Какое мне дело до моих лучших чувств, если я больше не существую? скажут одни. Что останется от меня, если для того, чтобы сохранить мою жизнь, все, что я люблю, должно погибнуть в моем сердце и в моей мысли? ответят им другие. И разве вся нравственность, вся добродетель, весь человеческий героизм не сводится почти всегда к добру?
XXIV
Но что же, наконец, представляет собой эта мудрость, о которой мы так часто говорим? Не станем пытаться определять ее слишком точно, ибо это значило бы заключить ее в оковы. Все те, кто пытались это сделать, напоминают человека, который потушил бы сперва свет для того, чтобы потом изучить природу света. Он найдет лишь почерневшую светильню и золу. «Мудрое слово, — замечает Жубер, — мудрое слово, сказанное ребенку, есть то, которое он всегда понимает и которого никто ему не объясняет». Примем это слово, как его принимает ребенок, для того, чтобы оно росло вместе с нами. Скажем о мудрости то, что сестра Гадевийк, мистическая противница Рюисбрека Удивительного, сказала о любви: «Ее глубочайшая бездна является ее прекраснейшей формой». Не нужно, чтобы мудрость имела определенную форму. Красота ее должна быть так же изменчива, как красота пламени. Это не неподвижная богиня, всегда сидящая на своем троне. Это Минерва, которая нас сопровождает, которая вместе с нами поднимается и опускается, плачет и радуется. Вы будете истинным мудрецом лишь тогда, когда ваша мудрость будет непрерывно менять свои формы от вашего детства до могилы. Чем прекраснее и глубже смысл, который вы придаете слову «мудрец», тем более вы становитесь мудрым; и с каждой ступенью, на которую вы поднимаетесь по пути к мудрости, перед глазами души увеличивается пространство, которого мудрости никогда не дано будет пройти до конца.
XXV
Быть мудрым значит познавать себя самого.
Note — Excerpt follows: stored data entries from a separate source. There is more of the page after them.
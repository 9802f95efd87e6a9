#![forbid(unsafe_code)]
//! Embeddable test-execution orchestrator for host applications.
//!
//! The host hands this crate an argument list, a module registry of test
//! suites, and an opaque scene handle; the orchestrator discovers suites by
//! name pattern, runs them under a per-test timeout, aggregates pass/fail
//! outcomes, and dispatches an exit code through substitutable callbacks.
//!
//! ```no_run
//! use std::sync::Arc;
//! use testbed::{SceneHandle, TestEnvironment, TestModule, TestRunner, TestSuite, TracingLog};
//!
//! # async fn run(host_args: Vec<String>) -> Result<(), testbed::RunError> {
//! let module = TestModule::builder()
//!     .suite(
//!         TestSuite::builder("InventoryTest")
//!             .case("starts_empty", |_scene| async { Ok(()) })
//!             .build(),
//!     )
//!     .build();
//!
//! TestRunner::new()
//!     .run_tests(
//!         &module,
//!         SceneHandle::new(()),
//!         TestEnvironment::from_args(&host_args),
//!         Arc::new(TracingLog),
//!     )
//!     .await
//! # }
//! ```
//!
//! Activation is opt-in: without `--run-tests=<pattern>` in the arguments the
//! whole pipeline is inert, so the call can stay in the host's startup path.
//!
//! ## Panic Policy
//!
//! Production code propagates errors with `Result` and `?`. Panics inside
//! *user test cases* are expected (failed assertions) and are caught at a
//! task-join boundary, recorded as failing outcomes. `.expect()` appears only
//! for true invariants, with an `INVARIANT:` message.

pub mod adapter;
pub mod environment;
pub mod executor;
pub mod interfaces;
pub mod log;
pub mod provider;
pub mod reporter;
pub mod runner;
pub mod suite;
pub mod trace;

pub use adapter::DefaultTestAdapter;
pub use environment::TestEnvironment;
pub use executor::{DefaultTestExecutor, DefaultTestMethodExecutor};
pub use interfaces::{
    Log, RunError, TestAdapter, TestExecutor, TestMethodExecutor, TestProvider, TestReporter,
};
pub use log::TracingLog;
pub use provider::DefaultTestProvider;
pub use reporter::{DefaultTestReporter, Outcome, OutcomeStatus};
pub use runner::{DEFAULT_TIMEOUT_MILLISECONDS, ExitCallback, TestRunner};
pub use suite::{
    CaseFuture, CaseResult, SceneHandle, TestCase, TestFailure, TestModule, TestModuleBuilder,
    TestSuite, TestSuiteBuilder,
};
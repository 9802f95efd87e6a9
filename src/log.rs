//! Default logging sink backed by `tracing`.

use crate::interfaces::Log;

/// Forwards formatted progress text to the `tracing` macros, so hosts that
/// already run a subscriber get test output alongside their own events.
pub struct TracingLog;

impl Log for TracingLog {
    fn info(&self, message: &str) {
        tracing::info!(target: "testbed", "{message}");
    }

    fn warn(&self, message: &str) {
        tracing::warn!(target: "testbed", "{message}");
    }

    fn error(&self, message: &str) {
        tracing::error!(target: "testbed", "{message}");
    }
}
//! Outcome aggregation and progress formatting.

use std::sync::Mutex;
use std::sync::atomic::{AtomicBool, Ordering};
use std::sync::Arc;

use crate::interfaces::{Log, TestReporter};

// ============================================================================
// Outcomes
// ============================================================================

/// Per-test result, written exactly once per executed test.
#[derive(Debug, Clone, PartialEq, Eq)]
pub struct Outcome {
    pub suite: String,
    pub test: String,
    pub status: OutcomeStatus,
}

#[derive(Debug, Clone, PartialEq, Eq)]
pub enum OutcomeStatus {
    Passed,
    Failed {
        /// Diagnostic text: assertion message, panic payload, or timeout note.
        diagnostic: String,
    },
}

impl Outcome {
    pub fn passed(suite: impl Into<String>, test: impl Into<String>) -> Self {
        Self {
            suite: suite.into(),
            test: test.into(),
            status: OutcomeStatus::Passed,
        }
    }

    pub fn failed(
        suite: impl Into<String>,
        test: impl Into<String>,
        diagnostic: impl Into<String>,
    ) -> Self {
        Self {
            suite: suite.into(),
            test: test.into(),
            status: OutcomeStatus::Failed {
                diagnostic: diagnostic.into(),
            },
        }
    }

    pub fn is_failure(&self) -> bool {
        matches!(self.status, OutcomeStatus::Failed { .. })
    }
}

// ============================================================================
// Default reporter
// ============================================================================

/// Built-in reporter: formats progress through the injected sink and keeps
/// the aggregate error flag.
///
/// Safe under concurrent writers — the outcome buffer sits behind a mutex and
/// the error flag is a monotonic atomic, so no update is lost when suites run
/// in parallel.
pub struct DefaultTestReporter {
    log: Arc<dyn Log>,
    had_error: AtomicBool,
    outcomes: Mutex<Vec<Outcome>>,
}

impl DefaultTestReporter {
    pub fn new(log: Arc<dyn Log>) -> Self {
        Self {
            log,
            had_error: AtomicBool::new(false),
            outcomes: Mutex::new(Vec::new()),
        }
    }

    fn with_outcomes<T>(&self, f: impl FnOnce(&mut Vec<Outcome>) -> T) -> T {
        let mut outcomes = self
            .outcomes
            .lock()
            .expect("INVARIANT: outcome buffer lock is never poisoned");
        f(&mut outcomes)
    }
}

impl TestReporter for DefaultTestReporter {
    fn record_outcome(&self, outcome: Outcome) {
        match &outcome.status {
            OutcomeStatus::Passed => {
                self.log
                    .info(&format!("PASS {}::{}", outcome.suite, outcome.test));
            }
            OutcomeStatus::Failed { diagnostic } => {
                self.had_error.store(true, Ordering::SeqCst);
                self.log.error(&format!(
                    "FAIL {}::{}: {}",
                    outcome.suite, outcome.test, diagnostic
                ));
            }
        }
        self.with_outcomes(|outcomes| outcomes.push(outcome));
    }

    fn had_error(&self) -> bool {
        self.had_error.load(Ordering::SeqCst)
    }

    fn summarize(&self) {
        let (passed, failed) = self.with_outcomes(|outcomes| {
            let failed = outcomes.iter().filter(|o| o.is_failure()).count();
            (outcomes.len() - failed, failed)
        });
        let line = format!("{passed} passed, {failed} failed");
        if failed > 0 {
            self.log.error(&line);
        } else {
            self.log.info(&line);
        }
    }
}

#[cfg(test)]
mod tests {
    use super::*;
    use std::sync::Mutex as StdMutex;

    /// Sink fake capturing formatted lines.
    #[derive(Default)]
    struct BufferLog {
        lines: StdMutex<Vec<String>>,
    }

    impl BufferLog {
        fn lines(&self) -> Vec<String> {
            self.lines.lock().unwrap().clone()
        }
    }

    impl Log for BufferLog {
        fn info(&self, message: &str) {
            self.lines.lock().unwrap().push(format!("info: {message}"));
        }
        fn warn(&self, message: &str) {
            self.lines.lock().unwrap().push(format!("warn: {message}"));
        }
        fn error(&self, message: &str) {
            self.lines.lock().unwrap().push(format!("error: {message}"));
        }
    }

    #[test]
    fn had_error_starts_false_and_is_monotonic() {
        let log = Arc::new(BufferLog::default());
        let reporter = DefaultTestReporter::new(log);
        assert!(!reporter.had_error());

        reporter.record_outcome(Outcome::failed("Suite", "fails", "boom"));
        assert!(reporter.had_error());

        reporter.record_outcome(Outcome::passed("Suite", "passes"));
        assert!(reporter.had_error(), "a later pass never clears the flag");
    }

    #[test]
    fn progress_and_summary_go_through_the_sink() {
        let log = Arc::new(BufferLog::default());
        let reporter = DefaultTestReporter::new(log.clone());

        reporter.record_outcome(Outcome::passed("Suite", "works"));
        reporter.record_outcome(Outcome::failed("Suite", "breaks", "assertion failed"));
        reporter.summarize();

        let lines = log.lines();
        assert_eq!(lines[0], "info: PASS Suite::works");
        assert_eq!(lines[1], "error: FAIL Suite::breaks: assertion failed");
        assert_eq!(lines[2], "error: 1 passed, 1 failed");
    }

    #[test]
    fn summary_of_a_clean_run_is_informational() {
        let log = Arc::new(BufferLog::default());
        let reporter = DefaultTestReporter::new(log.clone());
        reporter.record_outcome(Outcome::passed("Suite", "works"));
        reporter.summarize();
        assert_eq!(log.lines().last().unwrap(), "info: 1 passed, 0 failed");
    }
}
//! Process-wide diagnostic listener registry.
//!
//! Hosts (and the orchestrator, when `--listen-trace` is supplied) register
//! listeners that receive diagnostic output produced during a run. The
//! registry is the one piece of process-wide state in this crate, so the
//! orchestrator manages its registration through an RAII guard: the listener
//! is removed on every exit path, including error propagation.

use std::sync::{Arc, Mutex};

use once_cell::sync::Lazy;

use crate::interfaces::Log;

/// Receives diagnostic output while registered.
pub trait TraceListener: Send + Sync {
    fn on_message(&self, message: &str);
}

static LISTENERS: Lazy<Mutex<Vec<Arc<dyn TraceListener>>>> = Lazy::new(|| Mutex::new(Vec::new()));

fn with_listeners<T>(f: impl FnOnce(&mut Vec<Arc<dyn TraceListener>>) -> T) -> T {
    let mut listeners = LISTENERS
        .lock()
        .expect("INVARIANT: listener registry lock is never poisoned");
    f(&mut listeners)
}

/// Register a listener.
pub fn add_listener(listener: Arc<dyn TraceListener>) {
    with_listeners(|listeners| listeners.push(listener));
}

/// Remove a previously registered listener (matched by identity). Removing a
/// listener that is not registered is a no-op.
pub fn remove_listener(listener: &Arc<dyn TraceListener>) {
    with_listeners(|listeners| {
        if let Some(position) = listeners.iter().position(|l| Arc::ptr_eq(l, listener)) {
            listeners.remove(position);
        }
    });
}

/// Number of currently registered listeners.
pub fn listener_count() -> usize {
    with_listeners(|listeners| listeners.len())
}

/// Fan a diagnostic message out to every registered listener.
pub fn dispatch(message: &str) {
    let snapshot = with_listeners(|listeners| listeners.clone());
    for listener in snapshot {
        listener.on_message(message);
    }
}

/// Listener forwarding diagnostic output into a logging sink.
pub struct LogTraceListener {
    log: Arc<dyn Log>,
}

impl LogTraceListener {
    pub fn new(log: Arc<dyn Log>) -> Self {
        Self { log }
    }
}

impl TraceListener for LogTraceListener {
    fn on_message(&self, message: &str) {
        self.log.info(message);
    }
}

/// Scoped listener registration: adds on construction, removes on drop.
pub struct ListenerGuard {
    listener: Arc<dyn TraceListener>,
}

impl ListenerGuard {
    pub fn install(listener: Arc<dyn TraceListener>) -> Self {
        add_listener(Arc::clone(&listener));
        Self { listener }
    }
}

impl Drop for ListenerGuard {
    fn drop(&mut self) {
        remove_listener(&self.listener);
    }
}
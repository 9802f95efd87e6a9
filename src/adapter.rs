//! Default collaborator factory.

use std::sync::Arc;

use crate::executor::DefaultTestExecutor;
use crate::interfaces::{
    Log, TestAdapter, TestExecutor, TestMethodExecutor, TestProvider, TestReporter,
};
use crate::provider::DefaultTestProvider;
use crate::reporter::DefaultTestReporter;

/// Constructs the built-in provider, reporter, and executor. Environment and
/// sink pass through unchanged (the trait's defaults).
pub struct DefaultTestAdapter;

impl TestAdapter for DefaultTestAdapter {
    fn create_provider(&self) -> Arc<dyn TestProvider> {
        Arc::new(DefaultTestProvider)
    }

    fn create_reporter(&self, log: Arc<dyn Log>) -> Arc<dyn TestReporter> {
        Arc::new(DefaultTestReporter::new(log))
    }

    fn create_executor(
        &self,
        method_executor: Arc<dyn TestMethodExecutor>,
        stop_on_error: bool,
        sequential: bool,
        timeout_ms: u64,
    ) -> Arc<dyn TestExecutor> {
        Arc::new(DefaultTestExecutor::new(
            method_executor,
            stop_on_error,
            sequential,
            timeout_ms,
        ))
    }
}
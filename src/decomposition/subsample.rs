use super::alm::{self, initial_multiplier, Penalty};
use super::config::RoslConfig;
use crate::error::RoslError;
use crate::linalg::{frobenius_norm, is_finite, pseudo_inverse, shrink, spectral_norm};
use crate::Matrix;
use log::{debug, info};
use ndarray::Axis;
use rand::rngs::StdRng;
use rand::seq::SliceRandom;

/// Result of a ROSL+ solve. `basis` is n_rows × rank and `coefficients`
/// is rank × n_cols.
pub(crate) struct SubsampleOutcome {
    pub(crate) basis: Matrix,
    pub(crate) coefficients: Matrix,
    pub(crate) error: Matrix,
    pub(crate) iterations: usize,
    pub(crate) residual: f64,
    pub(crate) converged: bool,
}

/// `count` distinct indices out of `0..len`, in ascending order.
pub(crate) fn sample_indices(len: usize, count: usize, rng: &mut StdRng) -> Vec<usize> {
    let mut indices: Vec<usize> = (0..len).collect();
    indices.shuffle(rng);
    indices.truncate(count);
    indices.sort_unstable();
    indices
}

struct Regression {
    coefficients: Matrix,
    iterations: usize,
    residual: f64,
    converged: bool,
}

/// Robust regression of the sampled rows onto a fixed basis:
/// min ||E||_1 subject to X_R = D_R * alpha + E, solved with the same
/// multiplier schedule as the subspace step.
fn robust_regression(
    x_rows: &Matrix,
    basis_rows: &Matrix,
    config: &RoslConfig,
) -> Result<Regression, RoslError> {
    let n_cols = x_rows.ncols();
    let rank = basis_rows.ncols();

    let x_norm = frobenius_norm(x_rows);
    if x_norm == 0.0 {
        return Ok(Regression {
            coefficients: Matrix::zeros((rank, n_cols)),
            iterations: 0,
            residual: 0.0,
            converged: true,
        });
    }

    let projector = pseudo_inverse(basis_rows)?;
    let x_spectral = spectral_norm(x_rows);
    let mut multiplier = initial_multiplier(x_rows, x_spectral, 1.0);
    let mut penalty = Penalty::new(x_spectral);
    let mut sparse = Matrix::zeros(x_rows.raw_dim());
    let mut coefficients = Matrix::zeros((rank, n_cols));
    let mut residual = f64::INFINITY;

    for iteration in 1..=config.iters {
        let mu = penalty.value();
        let scaled_multiplier = &multiplier / mu;

        coefficients = projector.dot(&(x_rows - &sparse + &scaled_multiplier));
        let fitted = basis_rows.dot(&coefficients);
        sparse = shrink(&(x_rows - &fitted + &scaled_multiplier), 1.0 / mu);

        let gap = x_rows - &fitted - &sparse;
        multiplier.scaled_add(mu, &gap);
        penalty.step();

        residual = frobenius_norm(&gap) / x_norm;
        if !residual.is_finite() || !is_finite(&coefficients) {
            return Err(RoslError::numerical(
                "robust regression",
                iteration,
                format!("non-finite values (relative residual {})", residual),
            ));
        }

        if config.verbose {
            info!("regression iteration {}: residual {:.3e}, mu {:.3e}", iteration, residual, mu);
        } else {
            debug!("regression iteration {}: residual {:.3e}", iteration, residual);
        }

        if residual < config.tol {
            return Ok(Regression {
                coefficients,
                iterations: iteration,
                residual,
                converged: true,
            });
        }
    }

    Ok(Regression {
        coefficients,
        iterations: config.iters,
        residual,
        converged: false,
    })
}

/// ROSL+: learn the basis from `cols` sampled columns, then recover the
/// coefficients of every column from `rows` sampled rows.
pub(crate) fn solve(
    x: &Matrix,
    config: &RoslConfig,
    rows: usize,
    cols: usize,
    rng: &mut StdRng,
) -> Result<SubsampleOutcome, RoslError> {
    let (n_rows, n_cols) = x.dim();
    let row_sample = sample_indices(n_rows, rows, rng);
    let col_sample = sample_indices(n_cols, cols, rng);
    debug!("sampled {} rows and {} columns", row_sample.len(), col_sample.len());

    let x_cols = x.select(Axis(1), &col_sample);
    let learned = alm::solve(&x_cols, config, config.rank, rng)?;
    let basis = learned.subspace.basis_matrix();
    let rank = basis.ncols();

    if config.verbose {
        info!(
            "subspace learned from column sample: rank {} after {} iterations",
            rank, learned.iterations
        );
    }

    if rank == 0 {
        return Ok(SubsampleOutcome {
            basis,
            coefficients: Matrix::zeros((0, n_cols)),
            error: x.clone(),
            iterations: learned.iterations,
            residual: learned.residual,
            converged: learned.converged,
        });
    }

    let x_rows = x.select(Axis(0), &row_sample);
    let basis_rows = basis.select(Axis(0), &row_sample);
    let regression = robust_regression(&x_rows, &basis_rows, config)?;

    let error = x - &basis.dot(&regression.coefficients);

    Ok(SubsampleOutcome {
        basis,
        coefficients: regression.coefficients,
        error,
        iterations: learned.iterations + regression.iterations,
        residual: regression.residual,
        converged: learned.converged && regression.converged,
    })
}

#[cfg(test)]
mod tests {
    use super::*;
    use crate::linalg::outer;
    use ndarray::array;
    use rand::SeedableRng;

    #[test]
    fn test_sample_indices_sorted_and_distinct() {
        let mut rng = StdRng::seed_from_u64(42);
        let indices = sample_indices(10, 4, &mut rng);

        assert_eq!(indices.len(), 4);
        assert!(indices.windows(2).all(|w| w[0] < w[1]));
        assert!(indices.iter().all(|&i| i < 10));
    }

    #[test]
    fn test_sample_indices_full_range() {
        let mut rng = StdRng::seed_from_u64(0);
        assert_eq!(sample_indices(5, 5, &mut rng), vec![0, 1, 2, 3, 4]);
    }

    #[test]
    fn test_robust_regression_ignores_outlier() {
        let basis = array![[1.0], [2.0], [3.0], [4.0]] / 30.0_f64.sqrt();
        let mut x = array![[1.0, 2.0, 3.0], [2.0, 4.0, 6.0], [3.0, 6.0, 9.0], [4.0, 8.0, 12.0]];
        x[[1, 2]] += 20.0;

        let config = RoslConfig::new().tol(1e-8);
        let fit = robust_regression(&x, &basis, &config).unwrap();
        assert!(fit.converged);

        // Clean coefficients are sqrt(30) * (1, 2, 3)
        let expected = array![[1.0, 2.0, 3.0]] * 30.0_f64.sqrt();
        let diff = &fit.coefficients - &expected;
        assert!(frobenius_norm(&diff) < 1e-3);
    }

    #[test]
    fn test_solve_recovers_noise_free_rank_two() {
        // Rows of u * v^T + u2 * v2^T with u = (1..6), v = (1, -1, 2, 0.5, 3),
        // u2 = (0.5, -1, 0, 2, 1, -2), v2 = (2, 1, 0, -1, 1)
        let u = array![1.0, 2.0, 3.0, 4.0, 5.0, 6.0];
        let v = array![1.0, -1.0, 2.0, 0.5, 3.0];
        let u2 = array![0.5, -1.0, 0.0, 2.0, 1.0, -2.0];
        let v2 = array![2.0, 1.0, 0.0, -1.0, 1.0];
        let x = outer(u.view(), v.view()) + outer(u2.view(), v2.view());

        let config = RoslConfig::new().rank(2).reg(1.0);
        let mut rng = StdRng::seed_from_u64(9);
        let outcome = solve(&x, &config, 4, 4, &mut rng).unwrap();

        assert!(outcome.converged);
        assert_eq!(outcome.basis.shape(), &[6, 2]);
        assert_eq!(outcome.coefficients.shape(), &[2, 5]);

        let low_rank = outcome.basis.dot(&outcome.coefficients);
        let diff = &x - &low_rank;
        assert!(frobenius_norm(&diff) / frobenius_norm(&x) < 1e-4);
        assert!(frobenius_norm(&outcome.error) / frobenius_norm(&x) < 1e-4);
    }
}
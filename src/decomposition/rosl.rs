use super::config::{Method, RoslConfig};
use super::{alm, subsample};
use crate::error::RoslError;
use crate::linalg::{is_finite, power_of_two_scale};
use crate::Matrix;
use log::{debug, warn};
use ndarray::{s, ArrayView2, ShapeBuilder};
use rand::rngs::StdRng;
use rand::SeedableRng;

/// Why the solver stopped.
#[derive(Clone, Copy, Debug, PartialEq, Eq)]
pub enum StopReason {
    /// The relative residual fell below the tolerance.
    Converged,
    /// The iteration cap was reached first; the factors are a best effort.
    IterationLimit,
}

/// Low-rank plus sparse split `X = D * alpha + E`.
///
/// `basis`, `coefficients` and `error` all have the shape of the input and
/// are stored column-major. Only the first `rank` columns of `basis` and the
/// first `rank` rows of `coefficients` carry data; the rest is zero.
#[derive(Clone, Debug, PartialEq)]
pub struct Decomposition {
    pub rank: usize,
    pub basis: Matrix,
    pub coefficients: Matrix,
    pub error: Matrix,
    /// Solver iterations performed. In subsample mode this is the subspace
    /// iterations plus the regression iterations, so it can reach twice
    /// the configured `iters`.
    pub iterations: usize,
    pub residual: f64,
    pub stop_reason: StopReason,
}

impl Decomposition {
    pub fn converged(&self) -> bool {
        self.stop_reason == StopReason::Converged
    }

    /// The orthonormal basis D, n_samples × rank.
    pub fn basis_columns(&self) -> ArrayView2<'_, f64> {
        self.basis.slice(s![.., ..self.rank])
    }

    /// The coefficients alpha, rank × n_features.
    pub fn coefficient_rows(&self) -> ArrayView2<'_, f64> {
        self.coefficients.slice(s![..self.rank, ..])
    }

    /// D * alpha.
    pub fn low_rank(&self) -> Matrix {
        if self.rank == 0 {
            return Matrix::zeros(self.error.raw_dim());
        }
        self.basis_columns().dot(&self.coefficient_rows())
    }

    /// D * alpha + E.
    pub fn reconstruct(&self) -> Matrix {
        self.low_rank() + &self.error
    }
}

fn check_input(x: &Matrix) -> Result<(), RoslError> {
    if x.nrows() == 0 || x.ncols() == 0 {
        return Err(RoslError::InvalidInput(
            "Input matrix must have at least one sample and one feature".to_string(),
        ));
    }
    if !is_finite(x) {
        return Err(RoslError::InvalidInput(
            "Input matrix contains NaN or infinite values".to_string(),
        ));
    }
    Ok(())
}

/// Copy the truncated factors into full-size column-major buffers.
fn assemble(
    shape: (usize, usize),
    basis: &Matrix,
    coefficients: &Matrix,
    error: &Matrix,
) -> (Matrix, Matrix, Matrix) {
    let rank = basis.ncols();

    let mut full_basis = Matrix::zeros(shape.f());
    full_basis.slice_mut(s![.., ..rank]).assign(basis);

    let mut full_coefficients = Matrix::zeros(shape.f());
    full_coefficients.slice_mut(s![..rank, ..]).assign(coefficients);

    let mut full_error = Matrix::zeros(shape.f());
    full_error.assign(error);

    (full_basis, full_coefficients, full_error)
}

/// Split `x` into a low-rank subspace model and a sparse error term.
///
/// The configuration is validated against the shape of `x` before anything
/// is allocated. Hitting the iteration cap is not an error: the result then
/// carries [`StopReason::IterationLimit`].
pub fn decompose(x: &Matrix, config: &RoslConfig) -> Result<Decomposition, RoslError> {
    config.validate()?;
    check_input(x)?;
    config.validate_for_shape(x.dim())?;

    let mut rng = match config.random_state {
        Some(seed) => StdRng::seed_from_u64(seed),
        None => StdRng::from_entropy(),
    };

    debug!(
        "decomposing {}x{} matrix with {:?}, initial rank {}, reg {}",
        x.nrows(),
        x.ncols(),
        config.method,
        config.rank,
        config.reg
    );

    // Solve on x / 2^k with max |x / 2^k| in [1, 2); alpha and E scale back
    let scale = power_of_two_scale(x);
    let scaled = x / scale;

    let (basis, coefficients, error, iterations, residual, converged) = match config.method {
        Method::Full => {
            let outcome = alm::solve(&scaled, config, config.rank, &mut rng)?;
            (
                outcome.subspace.basis_matrix(),
                outcome.subspace.coefficient_matrix(),
                outcome.sparse,
                outcome.iterations,
                outcome.residual,
                outcome.converged,
            )
        }
        Method::Subsample { rows, cols } => {
            let outcome = subsample::solve(&scaled, config, rows, cols, &mut rng)?;
            (
                outcome.basis,
                outcome.coefficients,
                outcome.error,
                outcome.iterations,
                outcome.residual,
                outcome.converged,
            )
        }
    };

    let coefficients = coefficients * scale;
    let error = error * scale;
    if !is_finite(&coefficients) || !is_finite(&error) {
        return Err(RoslError::numerical(
            "rescale",
            iterations,
            format!("factors overflow when scaled back by {:e}", scale),
        ));
    }

    let rank = basis.ncols();
    let stop_reason = if converged {
        StopReason::Converged
    } else {
        warn!(
            "ROSL did not converge within {} iterations (relative residual {:.3e}, tol {:.1e})",
            config.iters, residual, config.tol
        );
        StopReason::IterationLimit
    };

    let (basis, coefficients, error) = assemble(x.dim(), &basis, &coefficients, &error);

    Ok(Decomposition {
        rank,
        basis,
        coefficients,
        error,
        iterations,
        residual,
        stop_reason,
    })
}

/// Estimator wrapper around [`decompose`].
///
/// After `fit`, the learned basis can project new columns (`transform`) and
/// map coefficients back to data space (`inverse_transform`).
#[derive(Clone, Debug)]
pub struct Rosl {
    pub basis: Option<Matrix>,
    pub coefficients: Option<Matrix>,
    pub residuals: Option<Matrix>,
    pub rank: Option<usize>,
    config: RoslConfig,
}

impl Rosl {
    pub fn new(config: RoslConfig) -> Self {
        Self {
            basis: None,
            coefficients: None,
            residuals: None,
            rank: None,
            config,
        }
    }

    pub fn config(&self) -> &RoslConfig {
        &self.config
    }

    pub fn fit(&mut self, x: &Matrix) -> Result<(), RoslError> {
        self.fit_transform(x).map(|_| ())
    }

    pub fn fit_transform(&mut self, x: &Matrix) -> Result<Decomposition, RoslError> {
        let result = decompose(x, &self.config)?;

        self.basis = Some(result.basis_columns().to_owned());
        self.coefficients = Some(result.coefficient_rows().to_owned());
        self.residuals = Some(result.error.clone());
        self.rank = Some(result.rank);

        Ok(result)
    }

    /// Coefficients `D^T * x` of the columns of `x` in the learned basis.
    pub fn transform(&self, x: &Matrix) -> Result<Matrix, RoslError> {
        let basis = self.basis.as_ref().ok_or(RoslError::NotFitted)?;

        if x.nrows() != basis.nrows() {
            return Err(RoslError::ShapeMismatch(format!(
                "Number of rows in X ({}) doesn't match training data ({})",
                x.nrows(),
                basis.nrows()
            )));
        }

        Ok(basis.t().dot(x))
    }

    pub fn inverse_transform(&self, coefficients: &Matrix) -> Result<Matrix, RoslError> {
        let basis = self.basis.as_ref().ok_or(RoslError::NotFitted)?;

        if coefficients.nrows() != basis.ncols() {
            return Err(RoslError::ShapeMismatch(format!(
                "Number of coefficient rows ({}) doesn't match the learned rank ({})",
                coefficients.nrows(),
                basis.ncols()
            )));
        }

        Ok(basis.dot(coefficients))
    }
}

impl Default for Rosl {
    fn default() -> Self {
        Self::new(RoslConfig::default())
    }
}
Но, едва достигнув поверхностного знания своего существа, убеждаешься, что истинная мудрость нечто еще более глубокое, чем познание. Увеличение сознания должно быть желанным лишь ради того все более и более возвышенного бессознательного, которое он нам открывает. На вершинах этого нового бессознательного и находятся источники чистейшей мудрости. Все люди получают в наследство одинаковую долю несознанного; но одна часть этого несознанного лежит по эту, а другая, — по ту сторону нормального сознания. Большинство людей не выходят за пределы первой полосы. Но влюбленные в мудрость не успокаиваются до тех пор, пока не найдут новых путей, ведущих ко второй. Если я люблю и достиг наиболее полного, возможного для человека своей любви, любовь эта озарится бессознательным совсем другого порядка, чем то бессознательное, которое омрачает обыкновенную любовь. Последнее окутывает в нас животное, первое окружает в нас божество. Но оно осязательно окружает божество лишь тогда, когда мы потеряли чувство первого. Мы никогда не выходим из бессознательного, но мы можем бесконечно совершенствовать природу бессознательного, в которое погружены.
XXVI
Быть мудрым не значит обожать один свой разум и также не значит только приучать этот разум одерживать легкие победы над низшим инстинктом. Эти победы оставались бы бесплодными, если бы они не научали разум высшей покорности инстинкту другого рода, инстинкту души. Необходимо одерживать эти ежедневные победы лишь потому, что они позволяют все более свободно проявляться все более божественному инстинкту. Их цель заключена не в них самих. Они служат лишь к тому, чтобы уровнять путь судьбе нашей души, которая всегда есть судьба очищения и света.
XXVII
Разум открывает двери перед мудростью, но мудрость наиболее жизненная находится не в разуме. Разум запирает двери перед злом, но лишь наша мудрость открывает на горизонте другую дверь перед добром. Разум обороняется, запрещает, отступает, исключает, уничтожает. Мудрость наступает, приводит в порядок, приближает, присовокупляет, увеличивает и создает. Мудрость скорее некоторый голод нашей души, чем порождение нашего разума. Она обитает выше разума. Поэтому истинной мудрости свойственно совершать тысячу поступков, которых разум не одобряет или одобряет только по истечении долгого времени. Таким образом мудрость однажды сказала разуму, что следует платить добром за зло и любить своих врагов. Разум, поднявшись в этот день надо всем, что есть самого возвышенного в его царстве, в конце концов допустил это. Но мудрость не удовлетворилась и, не будучи удовлетворенной, продолжает идти одна гораздо дальше в своих поисках.